Me gusta hablar en parábolas, y más de una vez he comparado esa misión nuestra, siguiendo el ejemplo del Señor, a la de la levadura que, desde dentro de la masa[10], la fermenta hasta convertirla en pan bueno. He gozado, en mis temporadas de verano, cuando era chico, viendo hacer el pan. Entonces no pretendía sacar consecuencias sobrenaturales: me interesaba porque las sirvientas me traían un gallo, hecho con aquella masa. Ahora recuerdo con alegría toda la ceremonia: era un verdadero rito preparar bien la levadura −una pella de pasta fermentada, proveniente de la hornada anterior−, que se agregaba al agua y a la harina cernida.

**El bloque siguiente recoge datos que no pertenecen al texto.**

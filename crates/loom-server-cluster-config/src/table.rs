// Copyright (c) 2025 Geoffrey Huntley <ghuntley@ghuntley.com>. All rights reserved.
// SPDX-License-Identifier: Proprietary

//! The cluster config table: a fixed set of documents keyed by name.

use std::collections::BTreeMap;
use std::sync::Arc;

use async_trait::async_trait;
use loom_cluster_metadata::{
	AuthMetadata, Datum, HomeContext, HomeError, InMemoryView, SemilatticeView,
};
use tokio_util::sync::CancellationToken;
use tracing::{debug, instrument, warn};

use crate::auth_doc::{AuthDoc, AUTH_DOC_ID};
use crate::backend::ArtificialTableBackend;
use crate::config::ClusterConfig;
use crate::document::ConfigDocument;
use crate::error::ClusterConfigError;

const PRIMARY_KEY_NAME: &str = "id";

/// Backend for the cluster config system table.
///
/// The set of rows is fixed when the backend is built: rows can be read and
/// updated, never inserted or deleted.
pub struct ClusterConfigBackend {
	docs: BTreeMap<&'static str, Box<dyn ConfigDocument>>,
	table: Arc<str>,
}

impl ClusterConfigBackend {
	pub fn new(view: Arc<dyn SemilatticeView<AuthMetadata>>, table: impl Into<Arc<str>>) -> Self {
		let table = table.into();
		let mut docs: BTreeMap<&'static str, Box<dyn ConfigDocument>> = BTreeMap::new();
		docs.insert(AUTH_DOC_ID, Box::new(AuthDoc::new(view, Arc::clone(&table))));
		Self { docs, table }
	}

	pub fn from_config(view: Arc<dyn SemilatticeView<AuthMetadata>>, config: &ClusterConfig) -> Self {
		Self::new(view, config.table_name.as_str())
	}

	/// Fully qualified table name used in error messages.
	pub fn table_name(&self) -> &str {
		&self.table
	}

	fn doc(&self, primary_key: &Datum) -> Option<&dyn ConfigDocument> {
		let name = primary_key.as_str()?;
		self.docs.get(name).map(|doc| doc.as_ref())
	}
}

#[async_trait]
impl ArtificialTableBackend for ClusterConfigBackend {
	fn primary_key_name(&self) -> &str {
		PRIMARY_KEY_NAME
	}

	async fn read_all_primary_keys(
		&self,
		_interruptor: &CancellationToken,
	) -> Result<Vec<Datum>, ClusterConfigError> {
		Ok(self.docs.keys().map(|name| Datum::string(*name)).collect())
	}

	#[instrument(skip_all, fields(key = %primary_key))]
	async fn read_row(
		&self,
		primary_key: &Datum,
		interruptor: &CancellationToken,
	) -> Result<Option<Datum>, ClusterConfigError> {
		match self.doc(primary_key) {
			Some(doc) => doc.read(interruptor).await.map(Some),
			None => {
				debug!(table = %self.table, "no such row");
				Ok(None)
			}
		}
	}

	#[instrument(skip_all, fields(key = %primary_key))]
	async fn write_row(
		&self,
		primary_key: &Datum,
		new_value: Option<Datum>,
		interruptor: &CancellationToken,
	) -> Result<(), ClusterConfigError> {
		let Some(new_value) = new_value else {
			warn!(table = %self.table, "rejected delete");
			return Err(ClusterConfigError::DeleteIllegal {
				table: self.table.to_string(),
			});
		};

		let Some(doc) = self.doc(primary_key) else {
			warn!(table = %self.table, "rejected insert");
			return Err(ClusterConfigError::InsertIllegal {
				table: self.table.to_string(),
			});
		};

		doc.write(&new_value, interruptor).await
	}
}

/// Spawns a home context and an in-memory auth metadata view bound to it.
pub fn spawn_auth_view(config: &ClusterConfig) -> Result<Arc<InMemoryView<AuthMetadata>>, HomeError> {
	let home = HomeContext::spawn("cluster-metadata", config.home_queue_capacity)?;
	Ok(Arc::new(InMemoryView::new(home, AuthMetadata::default())))
}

Hecha la mezcla y amasada, la cubrían con una manta y, así abrigada, la dejaban reposar hasta que se hinchaba a no poder más. Luego, metida a trozos en el horno, salía aquel pan bueno, lleno de ojos, maravilloso. Porque la levadura estaba bien conservada y preparada, se dejaba deshacer −desaparecer− en medio de aquella cantidad, de aquella muchedumbre, que le debía la calidad y la importancia.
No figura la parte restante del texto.